> [About this task] Show every line of the data that includes the word "offset".

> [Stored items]
+ + + +

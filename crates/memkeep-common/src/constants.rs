//! System-wide constants for memkeep.

use std::time::Duration;

// =============================================================================
// Arena Constants
// =============================================================================

/// Bytes in one megabyte, used when capacities are given in MB.
pub const BYTES_PER_MB: usize = 1024 * 1024;

/// Default arena capacity (1 MB).
pub const DEFAULT_ARENA_CAPACITY: usize = BYTES_PER_MB;

/// Largest arena capacity the manager will try to reserve (4 GB).
pub const MAX_ARENA_CAPACITY: usize = 4 * 1024 * BYTES_PER_MB;

// =============================================================================
// Collector Constants
// =============================================================================

/// Default wake interval of the background collector, in milliseconds.
pub const DEFAULT_COLLECTOR_INTERVAL_MS: u64 = 5_000;

/// Default wake interval of the background collector.
pub const DEFAULT_COLLECTOR_INTERVAL: Duration =
    Duration::from_millis(DEFAULT_COLLECTOR_INTERVAL_MS);

/// Name given to the collector thread.
pub const COLLECTOR_THREAD_NAME: &str = "memkeep-gc";

// =============================================================================
// Wire Constants
// =============================================================================

/// Maximum payload carried by a single wire frame (16 MB).
pub const MAX_FRAME_PAYLOAD: usize = 16 * BYTES_PER_MB;

/// Default port of the memkeep daemon.
pub const DEFAULT_PORT: u16 = 50_051;

#[cfg(test)]
mod tests {
    use super::*;

    #[test]
    fn test_defaults_are_consistent() {
        assert_eq!(DEFAULT_ARENA_CAPACITY, BYTES_PER_MB);
        assert!(DEFAULT_ARENA_CAPACITY <= MAX_ARENA_CAPACITY);
        assert_eq!(DEFAULT_COLLECTOR_INTERVAL, Duration::from_secs(5));
    }
}
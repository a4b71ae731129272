//! Reference-counted typed handles.
//!
//! A [`Handle<T>`] names a block by id and owns exactly one unit of that
//! block's reference count. Cloning adds a reference, dropping releases
//! one, and [`Handle::assign`] releases the old block before referencing
//! the new one. The null handle (id 0) owns nothing.
//!
//! Handles never hold addresses: every [`Handle::get`] and [`Handle::set`]
//! resolves the block's current offset under the manager lock, so values
//! stay reachable across compaction.

use std::fmt;
use std::marker::PhantomData;
use std::sync::Arc;

use memkeep_common::{BlockId, MemoryError, MemoryResult};
use tracing::warn;

use crate::manager::{Core, MemoryManager};
use crate::value::BlockValue;

/// An owning, typed reference to an arena block.
///
/// # Example
///
/// ```rust
/// use memkeep_common::ManagerConfig;
/// use memkeep_core::{Handle, MemoryManager};
///
/// let manager = MemoryManager::new(ManagerConfig::new(1024).with_collector(false)).unwrap();
/// let a = Handle::with_value(&manager, 42u32).unwrap();
/// let b = a.clone();
/// assert_eq!(a.ref_count(), Some(2));
/// drop(b);
/// assert_eq!(a.get().unwrap(), 42);
/// ```
pub struct Handle<T: BlockValue> {
    id: BlockId,
    core: Option<Arc<Core>>,
    _marker: PhantomData<fn() -> T>,
}

impl<T: BlockValue> Handle<T> {
    /// Returns the null handle.
    pub fn null() -> Self {
        Self {
            id: BlockId::NULL,
            core: None,
            _marker: PhantomData,
        }
    }

    /// Allocates a zeroed block sized for `T`.
    ///
    /// # Errors
    ///
    /// Returns [`MemoryError::OutOfMemory`] if the arena is full.
    pub fn new(manager: &MemoryManager) -> MemoryResult<Self> {
        let id = manager.create(T::SIZE)?;
        Ok(Self::owning(manager.core(), id))
    }

    /// Allocates a block for `T` and stores `value` in it.
    ///
    /// # Errors
    ///
    /// Returns [`MemoryError::OutOfMemory`] if the arena is full.
    pub fn with_value(manager: &MemoryManager, value: T) -> MemoryResult<Self> {
        let handle = Self::new(manager)?;
        handle.set(&value)?;
        Ok(handle)
    }

    /// Adds a reference to an existing block and wraps it.
    ///
    /// # Errors
    ///
    /// Returns [`MemoryError::InvalidBlock`] if the block is not live.
    pub fn acquire(manager: &MemoryManager, id: BlockId) -> MemoryResult<Self> {
        if id.is_null() {
            return Ok(Self::null());
        }
        manager.core().increase_ref(id)?;
        Ok(Self::owning(manager.core(), id))
    }

    /// Wraps a reference previously given up by [`Handle::into_raw`].
    ///
    /// The count is not touched: the new handle takes over the reference
    /// the raw id stands for. Passing an id that does not carry such a
    /// reference makes the count fall short by one when the handle drops.
    pub fn from_raw(manager: &MemoryManager, id: BlockId) -> Self {
        if id.is_null() {
            return Self::null();
        }
        Self::owning(manager.core(), id)
    }

    /// Gives up the handle without releasing its reference.
    pub fn into_raw(mut self) -> BlockId {
        self.core = None;
        self.id
    }

    fn owning(core: &Arc<Core>, id: BlockId) -> Self {
        Self {
            id,
            core: Some(Arc::clone(core)),
            _marker: PhantomData,
        }
    }

    /// Returns the block id.
    #[inline]
    pub fn id(&self) -> BlockId {
        self.id
    }

    /// Returns true for the null handle.
    #[inline]
    pub fn is_null(&self) -> bool {
        self.id.is_null()
    }

    /// Reads the stored value.
    ///
    /// # Errors
    ///
    /// Returns [`MemoryError::InvalidBlock`] for a null or dead handle.
    pub fn get(&self) -> MemoryResult<T> {
        let bytes = self.core()?.read(self.id, T::SIZE)?;
        Ok(T::decode_from(&bytes))
    }

    /// Stores `value`.
    ///
    /// # Errors
    ///
    /// Returns [`MemoryError::InvalidBlock`] for a null or dead handle.
    pub fn set(&self, value: &T) -> MemoryResult<()> {
        let mut buf = vec![0u8; T::SIZE];
        value.encode_into(&mut buf);
        self.core()?.write(self.id, &buf)
    }

    /// Returns the block's current reference count.
    pub fn ref_count(&self) -> Option<u32> {
        self.core.as_ref()?.live_ref_count(self.id)
    }

    /// Makes this handle refer to the same block as `other`.
    ///
    /// The old block is released first, then the new one is referenced.
    /// Assigning a handle to the same block is a no-op.
    pub fn assign(&mut self, other: &Self) {
        if self.id == other.id {
            return;
        }
        self.release();
        *self = other.clone();
    }

    fn core(&self) -> MemoryResult<&Arc<Core>> {
        self.core
            .as_ref()
            .ok_or(MemoryError::InvalidBlock { id: self.id })
    }

    fn release(&mut self) {
        if let Some(core) = self.core.take() {
            if let Err(e) = core.decrease_ref(self.id) {
                warn!(id = %self.id, error = %e, "handle released a dead block");
            }
        }
        self.id = BlockId::NULL;
    }
}

impl<T: BlockValue> Clone for Handle<T> {
    /// Adds a reference. Cloning a handle whose block is no longer live
    /// yields a detached handle with the same id that owns nothing.
    fn clone(&self) -> Self {
        let core = self.core.as_ref().and_then(|core| match core.increase_ref(self.id) {
            Ok(_) => Some(Arc::clone(core)),
            Err(e) => {
                warn!(id = %self.id, error = %e, "cloned handle to a dead block");
                None
            }
        });
        Self {
            id: self.id,
            core,
            _marker: PhantomData,
        }
    }
}

impl<T: BlockValue> Drop for Handle<T> {
    fn drop(&mut self) {
        self.release();
    }
}

impl<T: BlockValue> Default for Handle<T> {
    fn default() -> Self {
        Self::null()
    }
}

impl<T: BlockValue> PartialEq for Handle<T> {
    fn eq(&self, other: &Self) -> bool {
        self.id == other.id
    }
}

impl<T: BlockValue> Eq for Handle<T> {}

impl<T: BlockValue> fmt::Debug for Handle<T> {
    fn fmt(&self, f: &mut fmt::Formatter<'_>) -> fmt::Result {
        f.debug_struct("Handle")
            .field("id", &self.id)
            .field("type", &std::any::type_name::<T>())
            .field("owning", &self.core.is_some())
            .finish()
    }
}

#[cfg(test)]
mod tests {
    use super::*;
    use memkeep_common::ManagerConfig;

    fn manager() -> MemoryManager {
        MemoryManager::new(ManagerConfig::new(1024).with_collector(false)).unwrap()
    }

    #[test]
    fn test_null_handle() {
        let handle: Handle<u64> = Handle::null();
        assert!(handle.is_null());
        assert_eq!(handle.ref_count(), None);
        assert!(matches!(handle.get(), Err(MemoryError::InvalidBlock { .. })));
        assert_eq!(Handle::<u64>::default(), handle);
    }

    #[test]
    fn test_new_handle_is_zeroed() {
        let manager = manager();
        let handle: Handle<u64> = Handle::new(&manager).unwrap();
        assert!(!handle.is_null());
        assert_eq!(handle.get().unwrap(), 0);
        assert_eq!(handle.ref_count(), Some(1));
        assert_eq!(manager.block_info(handle.id()).unwrap().length, 8);
    }

    #[test]
    fn test_set_and_get() {
        let manager = manager();
        let handle = Handle::with_value(&manager, -7i32).unwrap();
        assert_eq!(handle.get().unwrap(), -7);
        handle.set(&99).unwrap();
        assert_eq!(handle.get().unwrap(), 99);
    }

    #[test]
    fn test_clone_and_drop_track_count() {
        let manager = manager();
        let a: Handle<u8> = Handle::new(&manager).unwrap();
        let id = a.id();

        let b = a.clone();
        let c = b.clone();
        assert_eq!(manager.ref_count(id), Some(3));

        drop(b);
        drop(c);
        assert_eq!(manager.ref_count(id), Some(1));

        drop(a);
        assert_eq!(manager.ref_count(id), Some(0));
        assert!(manager.collect_garbage().did_work());
        assert!(manager.get(id, 1).is_err());
    }

    #[test]
    fn test_assign_order() {
        let manager = manager();
        let mut a = Handle::with_value(&manager, 1u16).unwrap();
        let b = Handle::with_value(&manager, 2u16).unwrap();
        let (old, new) = (a.id(), b.id());

        a.assign(&b);
        assert_eq!(a.id(), new);
        assert_eq!(a.get().unwrap(), 2);
        assert_eq!(manager.ref_count(old), Some(0));
        assert_eq!(manager.ref_count(new), Some(2));
    }

    #[test]
    fn test_self_assign_is_noop() {
        let manager = manager();
        let mut a = Handle::with_value(&manager, 5u8).unwrap();
        let b = a.clone();
        a.assign(&b);
        assert_eq!(a.ref_count(), Some(2));
    }

    #[test]
    fn test_assign_null_releases() {
        let manager = manager();
        let mut a = Handle::with_value(&manager, 5u8).unwrap();
        let id = a.id();
        a.assign(&Handle::null());
        assert!(a.is_null());
        assert_eq!(manager.ref_count(id), Some(0));
    }

    #[test]
    fn test_acquire_adds_reference() {
        let manager = manager();
        let id = manager.create(4).unwrap();
        let handle: Handle<u32> = Handle::acquire(&manager, id).unwrap();
        assert_eq!(handle.ref_count(), Some(2));

        assert!(Handle::<u32>::acquire(&manager, BlockId::new(99)).is_err());
        assert!(Handle::<u32>::acquire(&manager, BlockId::NULL).unwrap().is_null());
    }

    #[test]
    fn test_raw_round_trip_keeps_count() {
        let manager = manager();
        let handle = Handle::with_value(&manager, 11u64).unwrap();
        let id = handle.into_raw();
        assert_eq!(manager.ref_count(id), Some(1));

        let handle: Handle<u64> = Handle::from_raw(&manager, id);
        assert_eq!(handle.ref_count(), Some(1));
        assert_eq!(handle.get().unwrap(), 11);
        drop(handle);
        assert_eq!(manager.ref_count(id), Some(0));
    }

    #[test]
    fn test_value_survives_compaction() {
        let manager = manager();
        let filler: Handle<[u8; 32]> = Handle::new(&manager).unwrap();
        let value = Handle::with_value(&manager, *b"Hola\0").unwrap();
        drop(filler);

        manager.collect_garbage();
        manager.defragment();
        assert_eq!(manager.block_info(value.id()).unwrap().offset, 0);
        assert_eq!(&value.get().unwrap(), b"Hola\0");
    }

    #[test]
    fn test_clone_of_dead_block_is_detached() {
        let manager = manager();
        let id = manager.create(1).unwrap();
        let handle: Handle<u8> = Handle::from_raw(&manager, id);
        manager.decrease_ref_count(id);
        manager.collect_garbage();

        let copy = handle.clone();
        assert_eq!(copy.id(), id);
        assert_eq!(copy.ref_count(), None);
        drop(copy);
        drop(handle);
    }

    #[test]
    fn test_handle_outlives_manager() {
        let manager = manager();
        let handle = Handle::with_value(&manager, 3u32).unwrap();
        drop(manager);
        assert_eq!(handle.get().unwrap(), 3);
    }
}
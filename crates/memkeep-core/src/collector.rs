//! The garbage collector.
//!
//! Collection is a single sweep over the block table: every live block
//! whose reference count has dropped to zero is marked reclaimed. The bytes
//! stay where they are until the compactor runs.
//!
//! ```text
//!   Allocated ──(rc → 0)──► Collectible ──(sweep)──► Reclaimed ──(compact)──► gone
//!        ▲                       │
//!        └───────(rc + 1)────────┘
//! ```
//!
//! The manager runs the sweep on a background thread at a fixed interval.
//! The thread sleeps on a condition variable so that shutdown wakes it
//! immediately instead of waiting out the interval.

use std::sync::Arc;
use std::thread::{self, JoinHandle};
use std::time::{Duration, Instant};

use memkeep_common::{MemoryError, MemoryResult, COLLECTOR_THREAD_NAME};
use parking_lot::{Condvar, Mutex};
use tracing::{debug, info, warn};

use crate::arena::ArenaState;
use crate::manager::Core;

/// What one collector cycle reclaimed.
#[derive(Debug, Clone, Copy, Default, PartialEq, Eq)]
pub struct SweepResult {
    /// Blocks marked reclaimed.
    pub reclaimed_blocks: usize,
    /// Bytes held by those blocks.
    pub reclaimed_bytes: usize,
}

impl SweepResult {
    /// Returns true if anything was reclaimed.
    pub fn did_work(&self) -> bool {
        self.reclaimed_blocks > 0
    }
}

impl ArenaState {
    /// Marks every collectible block as reclaimed.
    pub fn sweep(&mut self) -> SweepResult {
        let mut result = SweepResult::default();
        for block in self.table.iter_mut() {
            if block.is_collectible() {
                block.live = false;
                result.reclaimed_blocks += 1;
                result.reclaimed_bytes += block.length;
                debug!(id = %block.id, length = block.length, "reclaimed block");
            }
        }
        result
    }
}

// =============================================================================
// Background Thread
// =============================================================================

#[derive(Debug, Default)]
struct StopSignal {
    stopped: Mutex<bool>,
    wake: Condvar,
}

/// Handle to the background collector thread.
#[derive(Debug)]
pub(crate) struct Collector {
    signal: Arc<StopSignal>,
    thread: Option<JoinHandle<()>>,
}

impl Collector {
    /// Starts the collector thread.
    pub(crate) fn spawn(core: Arc<Core>, interval: Duration) -> MemoryResult<Self> {
        let signal = Arc::new(StopSignal::default());
        let thread_signal = Arc::clone(&signal);

        let thread = thread::Builder::new()
            .name(COLLECTOR_THREAD_NAME.to_string())
            .spawn(move || run(&core, &thread_signal, interval))
            .map_err(|source| MemoryError::Io { source })?;

        info!(interval_ms = interval.as_millis() as u64, "collector started");
        Ok(Self {
            signal,
            thread: Some(thread),
        })
    }

    /// Returns true until [`Collector::stop`] has joined the thread.
    pub(crate) fn is_running(&self) -> bool {
        self.thread.is_some()
    }

    /// Signals the thread to exit and waits for it.
    pub(crate) fn stop(&mut self) {
        let Some(thread) = self.thread.take() else {
            return;
        };

        *self.signal.stopped.lock() = true;
        self.signal.wake.notify_all();

        if thread.join().is_err() {
            warn!("collector thread panicked");
        } else {
            info!("collector stopped");
        }
    }
}

impl Drop for Collector {
    fn drop(&mut self) {
        self.stop();
    }
}

fn run(core: &Core, signal: &StopSignal, interval: Duration) {
    loop {
        let deadline = Instant::now() + interval;
        {
            let mut stopped = signal.stopped.lock();
            while !*stopped {
                if signal.wake.wait_until(&mut stopped, deadline).timed_out() {
                    break;
                }
            }
            if *stopped {
                return;
            }
        }

        let result = core.collect();
        if result.did_work() {
            debug!(
                blocks = result.reclaimed_blocks,
                bytes = result.reclaimed_bytes,
                "collector cycle"
            );
        }
    }
}
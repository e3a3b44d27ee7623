//! Property-based tests for the ADMM recurrence.

use super::{AdmmConfig, AdmmOperator};
use crate::model::NamedParameters;
use crate::prune::threshold::keep_count;
use crate::prune::SparsitySpec;
use crate::Tensor;
use proptest::prelude::*;

fn operator(values: Vec<f32>, fraction: f64) -> (NamedParameters, AdmmOperator) {
    let mut params = NamedParameters::new();
    params.insert("w", Tensor::from_vec(values, true));
    let spec = SparsitySpec::from_pairs([("w", fraction)]);
    let admm = AdmmOperator::new(&params, &spec, AdmmConfig::default()).expect("valid spec");
    (params, admm)
}

proptest! {
    /// The first refresh never accumulates residual.
    #[test]
    fn epoch_zero_keeps_u_zero(
        values in prop::collection::vec(-10.0f32..10.0, 1..64),
        fraction in 0.0f64..=1.0,
    ) {
        let (params, mut admm) = operator(values, fraction);
        admm.update(&params, 0).expect("shapes match");
        let u = admm.u("w").expect("tracked");
        prop_assert!(u.iter().all(|&v| v == 0.0));
    }

    /// Z keeps at most n - k non-zeros and each is drawn from W + U.
    #[test]
    fn z_is_projection_of_w_plus_u(
        values in prop::collection::vec(-10.0f32..10.0, 1..64),
        fraction in 0.0f64..=1.0,
    ) {
        let n = values.len();
        let (params, mut admm) = operator(values.clone(), fraction);
        admm.update(&params, 0).expect("shapes match");
        let z = admm.z("w").expect("tracked");

        let nonzero = z.iter().filter(|&&v| v != 0.0).count();
        prop_assert!(nonzero <= n - keep_count(fraction, n));
        for (&zv, &wv) in z.iter().zip(values.iter()) {
            prop_assert!(zv == 0.0 || zv == wv);
        }
    }

    /// After a later refresh, U_new - U_prev == W - Z_new.
    #[test]
    fn residual_accumulates(
        first in prop::collection::vec(-4.0f32..4.0, 8),
        second in prop::collection::vec(-4.0f32..4.0, 8),
        fraction in 0.0f64..=1.0,
    ) {
        let (mut params, mut admm) = operator(first, fraction);
        admm.update(&params, 0).expect("shapes match");
        let u_prev = admm.u("w").expect("tracked").clone();

        params.insert("w", Tensor::from_vec(second.clone(), true));
        admm.update(&params, 1).expect("shapes match");
        let u_new = admm.u("w").expect("tracked");
        let z_new = admm.z("w").expect("tracked");

        for i in 0..8 {
            let lhs = u_new[i] - u_prev[i];
            let rhs = second[i] - z_new[i];
            prop_assert!((lhs - rhs).abs() <= 1e-5);
        }
    }
}
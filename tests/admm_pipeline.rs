//! Integration tests for the two-stage ADMM → retrain pipeline

use approx::assert_abs_diff_eq;
use ndarray::{arr1, Array1};
use podar::model::{NamedParameters, ParameterSet};
use podar::prune::{AdmmConfig, AdmmOperator, RetrainOperator, SparsitySpec};
use podar::Tensor;

const TARGET: [f32; 8] = [1.0, -0.05, 0.8, 0.02, -0.9, 0.03, 0.7, -0.01];

/// Primary-loss gradient of 0.5‖W − T‖², written the way a backward pass
/// would: into a freshly zeroed buffer.
fn backward(params: &mut NamedParameters, target: &Array1<f32>) {
    let w = params.get_mut("fc.weight").expect("parameter exists");
    w.zero_grad();
    let grad = w.data() - target;
    w.set_grad(grad);
}

fn sgd_step(params: &mut NamedParameters, lr: f32) {
    for (_, w) in params.iter_mut() {
        if let Some(grad) = w.grad().cloned() {
            w.data_mut().scaled_add(-lr, &grad);
        }
    }
}

#[test]
fn test_end_to_end_scenario() {
    let mut params = NamedParameters::new();
    params.insert("fc.weight", Tensor::from_vec(vec![0.1, 0.9, -0.2, 0.05], true));
    params
        .get_mut("fc.weight")
        .expect("exists")
        .set_grad(Array1::zeros(4));
    let spec = SparsitySpec::from_pairs([("fc.weight", 0.5)]);
    let config = AdmmConfig::default().with_rho(0.1).with_update_period(1);

    let mut admm = AdmmOperator::new(&params, &spec, config).expect("valid spec");
    let outcome = admm.update(&params, 0).expect("shapes match");
    assert_eq!(outcome.records()[0].threshold, 0.1);
    assert_eq!(admm.z("fc.weight"), Some(&arr1(&[0.0, 0.9, -0.2, 0.0])));
    assert_eq!(admm.u("fc.weight"), Some(&arr1(&[0.0, 0.0, 0.0, 0.0])));

    admm.loss_grad(&mut params).expect("shapes match");
    let grad = params
        .get("fc.weight")
        .and_then(|t| t.grad())
        .expect("gradient");
    for (g, e) in grad.iter().zip([0.01, 0.0, 0.0, 0.005]) {
        assert_abs_diff_eq!(*g, e, epsilon = 1e-7);
    }
}

#[test]
fn test_two_stage_training_reaches_exact_sparsity() {
    let target = arr1(&TARGET);
    let mut params = NamedParameters::new();
    params.insert("fc.weight", Tensor::from_vec(TARGET.to_vec(), true));
    params.insert("fc.bias", Tensor::from_vec(vec![0.0], true));
    let spec = SparsitySpec::from_pairs([("fc.weight", 0.5)]);
    let config = AdmmConfig::default().with_rho(0.5).with_update_period(1);
    let lr = 0.1;

    // ADMM stage
    let mut admm = AdmmOperator::new(&params, &spec, config).expect("valid spec");
    let mut errors = Vec::new();
    for epoch in 0..10 {
        admm.update(&params, epoch).expect("shapes match");
        errors.push(admm.report(&params).expect("ok").total_w_z_error);
        for _ in 0..20 {
            backward(&mut params, &target);
            admm.loss_grad(&mut params).expect("shapes match");
            sgd_step(&mut params, lr);
        }
    }

    assert_abs_diff_eq!(errors[0], 0.0039, epsilon = 1e-6);
    assert!(
        errors.windows(2).all(|w| w[1] < w[0]),
        "W-Z error must shrink every refresh: {errors:?}"
    );

    let report = admm.print_info(&params).expect("ok");
    assert!(report.total_w_z_error < 1e-4);
    assert_abs_diff_eq!(report.target_sparsity(), 0.5);
    assert_abs_diff_eq!(report.small_sparsity(), 0.5);

    // Retrain stage: mask frozen from |W|, ADMM state dropped.
    let retrain = RetrainOperator::new(&params, &spec).expect("valid spec");
    drop(admm);
    assert_eq!(
        retrain.mask("fc.weight").map(|m| m.values().clone()),
        Some(arr1(&[1.0, 0.0, 1.0, 0.0, 1.0, 0.0, 1.0, 0.0]))
    );
    retrain.apply_mask(&mut params).expect("shapes match");

    for _ in 0..50 {
        backward(&mut params, &target);
        sgd_step(&mut params, lr);
        retrain.apply_mask(&mut params).expect("shapes match");

        let w = params.get("fc.weight").expect("exists");
        for i in [1, 3, 5, 7] {
            assert_eq!(w.data()[i], 0.0, "pruned element {i} drifted");
        }
    }

    let final_report = retrain.print_info(&params).expect("ok");
    assert_eq!(final_report.total_pruned, 4);
    assert_eq!(final_report.total_elements, 8);
    assert_abs_diff_eq!(final_report.pruned_percent(), 50.0);

    // Kept weights recover toward the dense target.
    let w = params.get("fc.weight").expect("exists");
    for i in [0, 2, 4, 6] {
        assert_abs_diff_eq!(w.data()[i], TARGET[i], epsilon = 1e-3);
    }

    // Untracked parameters are never touched by either operator.
    let (name, bias) = params.parameter(1).expect("bias exists");
    assert_eq!(name, "fc.bias");
    assert_eq!(bias.data()[0], 0.0);
}

#[test]
fn test_multiple_tensors_with_mixed_fractions() {
    let mut params = NamedParameters::new();
    params.insert(
        "conv.weight",
        Tensor::from_shape_vec(&[2, 2, 2], vec![0.8, -0.1, 0.5, 0.05, -0.3, 0.9, 0.2, -0.6], true)
            .expect("shape"),
    );
    params.insert("conv.bias", Tensor::from_vec(vec![0.1, 0.2], true));
    params.insert(
        "fc.weight",
        Tensor::from_shape_vec(&[1, 5], vec![0.5, 0.4, 0.3, 0.2, 0.1], true).expect("shape"),
    );
    let spec = SparsitySpec::from_pairs([("fc.weight", 0.6), ("conv.weight", 0.75)]);

    let mut admm = AdmmOperator::new(&params, &spec, AdmmConfig::default()).expect("valid spec");
    let outcome = admm.update(&params, 0).expect("ok");
    let kept: Vec<usize> = outcome.records().iter().map(|r| r.kept).collect();
    // conv: k = 6 of 8 -> 2 kept; fc: k = 3 of 5 -> 2 kept
    assert_eq!(kept, vec![2, 2]);

    let report = admm.report(&params).expect("ok");
    assert_eq!(report.tensors[0].name, "conv.weight");
    assert_eq!(report.tensors[0].zero_count, 6);
    assert_eq!(report.tensors[1].zero_count, 3);
    assert_eq!(report.total_pruned, 9);
    assert_eq!(report.total_elements, 13);
}
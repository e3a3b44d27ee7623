//! Tests for parameter tensors

mod unit_tensor;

+ + + +

> [Written response]
//! resolves the block's current offset under the manager lock, so values
        assert_eq!(manager.block_info(value.id()).unwrap().offset, 0);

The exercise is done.